:: Supplied material

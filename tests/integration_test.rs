//! Integration Tests - Ports, Use Cases and Mock Adapters
//!
//! Drives the recommender flow and the acquisition job through mocked
//! odds, schedule and snapshot ports.
//! Uses mockall for trait mocking and tokio::test for async tests.

use std::sync::Arc;

use chrono::NaiveDate;
use mockall::mock;
use mockall::predicate::*;
use rust_decimal_macros::dec;
use serde_json::json;

use nba_parlay_engine::domain::{BetType, FeatureVector, ParlayStatus, TeamReference};
use nba_parlay_engine::ports::model::ProbabilityModel;
use nba_parlay_engine::ports::odds_feed::{OddsFeed, RawBookmaker, RawGameOdds, RawMarket, RawOutcome};
use nba_parlay_engine::ports::repository::{LabeledBet, SnapshotRepository};
use nba_parlay_engine::ports::schedule::{
    GAME_ID, HOME_TEAM_ID, HOME_TEAM_SCORE, ScheduleSource, ScheduleTable, VISITOR_TEAM_ID,
    VISITOR_TEAM_SCORE,
};
use nba_parlay_engine::usecases::ParlayRecommender;
use nba_parlay_engine::usecases::acquisition::AcquisitionJob;
use nba_parlay_engine::usecases::recommender::fetch_inputs;

// ---- Mock Definitions ----

mock! {
    pub Odds {}

    #[async_trait::async_trait]
    impl OddsFeed for Odds {
        async fn fetch_odds(&self) -> anyhow::Result<Vec<RawGameOdds>>;
    }
}

mock! {
    pub Schedule {}

    #[async_trait::async_trait]
    impl ScheduleSource for Schedule {
        async fn games_on(&self, date: NaiveDate) -> anyhow::Result<ScheduleTable>;
        async fn games_between(&self, from: NaiveDate, to: NaiveDate) -> anyhow::Result<ScheduleTable>;
        async fn team_reference(&self) -> anyhow::Result<TeamReference>;
    }
}

mock! {
    pub Store {}

    #[async_trait::async_trait]
    impl SnapshotRepository for Store {
        async fn save_schedule(&self, table: &ScheduleTable) -> anyhow::Result<()>;
        async fn load_schedule(&self) -> anyhow::Result<Option<ScheduleTable>>;
        async fn save_historical_games(&self, table: &ScheduleTable) -> anyhow::Result<()>;
        async fn load_historical_games(&self) -> anyhow::Result<Option<ScheduleTable>>;
        async fn save_teams(&self, teams: &TeamReference) -> anyhow::Result<()>;
        async fn load_teams(&self) -> anyhow::Result<Option<TeamReference>>;
        async fn save_odds(&self, odds: &[RawGameOdds]) -> anyhow::Result<()>;
        async fn load_odds(&self) -> anyhow::Result<Option<Vec<RawGameOdds>>>;
        async fn save_prepared_bets(&self, rows: &[LabeledBet]) -> anyhow::Result<()>;
    }
}

// ---- Fixtures ----

const CELTICS: u64 = 1_610_612_738;
const HEAT: u64 = 1_610_612_748;

fn outcome(name: &str, price: f64, point: Option<f64>) -> RawOutcome {
    RawOutcome {
        name: name.to_string(),
        price,
        point,
    }
}

/// Heat at Celtics: h2h 1.40 / 3.10, spreads 1.91 / 1.91, totals.
fn heat_at_celtics() -> RawGameOdds {
    RawGameOdds {
        id: "g1".to_string(),
        sport_key: "basketball_nba".to_string(),
        commence_time: Some("2025-01-15T00:40:00Z".to_string()),
        home_team: "Boston Celtics".to_string(),
        away_team: "Miami Heat".to_string(),
        bookmakers: vec![RawBookmaker {
            key: "draftkings".to_string(),
            title: "DraftKings".to_string(),
            markets: vec![
                RawMarket {
                    key: "h2h".to_string(),
                    outcomes: vec![
                        outcome("Boston Celtics", 1.40, None),
                        outcome("Miami Heat", 3.10, None),
                    ],
                },
                RawMarket {
                    key: "spreads".to_string(),
                    outcomes: vec![
                        outcome("Boston Celtics", 1.91, Some(-7.5)),
                        outcome("Miami Heat", 1.91, Some(7.5)),
                    ],
                },
                RawMarket {
                    key: "totals".to_string(),
                    outcomes: vec![
                        outcome("Over", 1.87, Some(215.5)),
                        outcome("Under", 1.95, Some(215.5)),
                    ],
                },
            ],
        }],
    }
}

/// Final: Celtics 110, Heat 100.
fn final_schedule() -> ScheduleTable {
    ScheduleTable::new(
        vec![
            GAME_ID.to_string(),
            HOME_TEAM_ID.to_string(),
            VISITOR_TEAM_ID.to_string(),
            HOME_TEAM_SCORE.to_string(),
            VISITOR_TEAM_SCORE.to_string(),
        ],
        vec![vec![json!("g1"), json!(CELTICS), json!(HEAT), json!(110), json!(100)]],
    )
}

fn game_day() -> NaiveDate {
    NaiveDate::from_ymd_opt(2025, 1, 15).unwrap()
}

/// Two team rows of one completed game.
fn recent_games() -> ScheduleTable {
    ScheduleTable::new(
        vec![GAME_ID.to_string(), "TEAM_ID".to_string(), "WL".to_string()],
        vec![
            vec![json!("g0"), json!(CELTICS), json!("W")],
            vec![json!("g0"), json!(HEAT), json!("L")],
        ],
    )
}

/// Bookmaker-implied probability with a 5% edge.
struct ImpliedPlusEdge;

impl ProbabilityModel for ImpliedPlusEdge {
    fn predict_proba(&self, rows: &[FeatureVector]) -> anyhow::Result<Vec<f64>> {
        Ok(rows
            .iter()
            .map(|r| ((-r.0[0]).exp() * 1.05).min(1.0))
            .collect())
    }
}

fn mock_sources() -> (MockOdds, MockSchedule) {
    let mut odds = MockOdds::new();
    odds.expect_fetch_odds()
        .times(1)
        .returning(|| Ok(vec![heat_at_celtics()]));

    let mut schedule = MockSchedule::new();
    schedule
        .expect_games_on()
        .with(eq(game_day()))
        .times(1)
        .returning(|_| Ok(final_schedule()));
    schedule
        .expect_team_reference()
        .times(1)
        .returning(|| Ok(TeamReference::nba()));

    (odds, schedule)
}

// ---- Integration Tests ----

#[tokio::test]
async fn test_fetch_prepare_and_recommend() {
    let (odds, schedule) = mock_sources();
    let inputs = fetch_inputs(&odds, &schedule, game_day()).await.unwrap();
    assert_eq!(inputs.odds.len(), 1);
    assert_eq!(inputs.teams.len(), 30);

    let recommender = ParlayRecommender::from_config(&Default::default(), &Default::default()).unwrap();
    let pool = recommender.prepare(&inputs, &ImpliedPlusEdge).unwrap();

    // Totals outcomes name neither team
    assert_eq!(pool.len(), 4);
    assert!(pool.iter().all(|c| c.predicted_probability > 0.0));
    let celtics_h2h = &pool[0];
    assert_eq!(celtics_h2h.bet_type, BetType::H2h);
    assert_eq!(celtics_h2h.away_team.as_deref(), Some("Miami Heat"));
    assert!(celtics_h2h.travel_distance > 1000.0);
    assert_eq!(pool[2].travel_distance, 0.0);

    // Celtics ML (1.40) and Celtics -7.5 (1.91): only the spread single is in [1.8, 2.2]
    let rec = recommender.recommend(&pool, &[0, 2]).unwrap();
    assert_eq!(rec.status(), ParlayStatus::Found);
    assert_eq!(rec.parlays.len(), 1);
    assert_eq!(rec.parlays.examined, 3);

    let stake = &rec.stakes[0];
    assert_eq!(stake.legs, 1);
    assert_eq!(stake.potential_return, dec!(19.10));
    assert!(stake.has_edge);
    assert!(stake.kelly_stake > dec!(0));
}

#[tokio::test]
async fn test_recommend_none_in_band_is_not_an_error() {
    let (odds, schedule) = mock_sources();
    let inputs = fetch_inputs(&odds, &schedule, game_day()).await.unwrap();
    let recommender = ParlayRecommender::from_config(&Default::default(), &Default::default()).unwrap();
    let pool = recommender.prepare(&inputs, &ImpliedPlusEdge).unwrap();

    // 1.40, 3.10 and 4.34 all miss [1.8, 2.2]
    let rec = recommender.recommend(&pool, &[0, 1]).unwrap();
    assert_eq!(rec.status(), ParlayStatus::NoneInBand);
    assert!(rec.stakes.is_empty());
}

#[tokio::test]
async fn test_acquisition_saves_snapshots_and_labels() {
    let (odds, mut schedule) = mock_sources();
    schedule
        .expect_games_between()
        .with(eq(NaiveDate::from_ymd_opt(2025, 1, 8).unwrap()), eq(game_day()))
        .times(1)
        .returning(|_, _| Ok(recent_games()));

    let mut store = MockStore::new();
    store
        .expect_save_historical_games()
        .withf(|table| table.rows.len() == 2)
        .times(1)
        .returning(|_| Ok(()));
    store
        .expect_save_schedule()
        .withf(|table| table.has_scores())
        .times(1)
        .returning(|_| Ok(()));
    store
        .expect_save_teams()
        .withf(|teams| teams.len() == 30)
        .times(1)
        .returning(|_| Ok(()));
    store
        .expect_save_odds()
        .withf(|odds| odds.len() == 1)
        .times(1)
        .returning(|_| Ok(()));
    store
        .expect_save_prepared_bets()
        .withf(|rows| {
            rows.len() == 4
                && rows
                    .iter()
                    .all(|r| (r.candidate.team == "Boston Celtics") == (r.winning == 1))
        })
        .times(1)
        .returning(|_| Ok(()));

    let (job, status_rx) = AcquisitionJob::new(
        Arc::new(odds),
        Arc::new(schedule),
        Arc::new(store),
        vec![],
    );
    let job = job.with_history_days(7);
    let report = job.run_once(game_day()).await.unwrap();

    assert_eq!(report.date, game_day());
    assert_eq!(report.scheduled_games, 1);
    assert_eq!(report.historical_games, 2);
    assert_eq!(report.odds_games, 1);
    assert_eq!(report.prepared_bets, 4);
    assert!(status_rx.borrow().healthy);
}

#[tokio::test]
async fn test_acquisition_fetch_failure_saves_nothing() {
    let odds = MockOdds::new();
    let mut schedule = MockSchedule::new();
    schedule
        .expect_games_on()
        .returning(|_| Err(anyhow::anyhow!("scoreboard: server error 503")));

    // No expectations: any save would panic
    let store = MockStore::new();

    let (job, _status_rx) = AcquisitionJob::new(
        Arc::new(odds),
        Arc::new(schedule),
        Arc::new(store),
        vec![],
    );
    let err = job.run_once(game_day()).await.unwrap_err();
    assert!(format!("{err:#}").contains("503"));
}

#[tokio::test]
async fn test_acquisition_history_failure_saves_nothing() {
    let (odds, mut schedule) = mock_sources();
    schedule
        .expect_games_between()
        .returning(|_, _| Err(anyhow::anyhow!("leaguegamefinder: server error 500")));

    let (job, status_rx) = AcquisitionJob::new(
        Arc::new(odds),
        Arc::new(schedule),
        Arc::new(MockStore::new()),
        vec![],
    );
    let err = job.run_once(game_day()).await.unwrap_err();
    assert!(format!("{err:#}").contains("recent games"));
    assert_eq!(status_rx.borrow().runs, 0);
}

#[tokio::test]
async fn test_acquisition_loop_stops_on_shutdown() {
    let mut odds = MockOdds::new();
    odds.expect_fetch_odds().returning(|| Ok(vec![heat_at_celtics()]));
    let mut schedule = MockSchedule::new();
    schedule.expect_games_on().returning(|_| Ok(final_schedule()));
    schedule.expect_games_between().returning(|_, _| Ok(recent_games()));
    schedule
        .expect_team_reference()
        .returning(|| Ok(TeamReference::nba()));
    let mut store = MockStore::new();
    store.expect_save_schedule().returning(|_| Ok(()));
    store.expect_save_historical_games().returning(|_| Ok(()));
    store.expect_save_teams().returning(|_| Ok(()));
    store.expect_save_odds().returning(|_| Ok(()));
    store.expect_save_prepared_bets().returning(|_| Ok(()));

    let run_times = vec![chrono::NaiveTime::from_hms_opt(10, 0, 0).unwrap()];
    let (job, mut status_rx) = AcquisitionJob::new(
        Arc::new(odds),
        Arc::new(schedule),
        Arc::new(store),
        run_times,
    );

    let (shutdown_tx, shutdown_rx) = tokio::sync::broadcast::channel::<()>(1);
    let handle = tokio::spawn(async move { job.run(shutdown_rx).await });

    // First run happens immediately on start
    status_rx.changed().await.unwrap();
    assert_eq!(status_rx.borrow().runs, 1);
    assert!(status_rx.borrow().healthy);

    shutdown_tx.send(()).unwrap();
    let result = tokio::time::timeout(std::time::Duration::from_secs(5), handle)
        .await
        .unwrap()
        .unwrap();
    assert!(result.is_ok());
}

::::

# [Assignment]
Where a line of the material above holds the string "ProbabilityModel", copy that line.

# [Your response]
use nba_parlay_engine::ports::model::ProbabilityModel;
impl ProbabilityModel for ImpliedPlusEdge {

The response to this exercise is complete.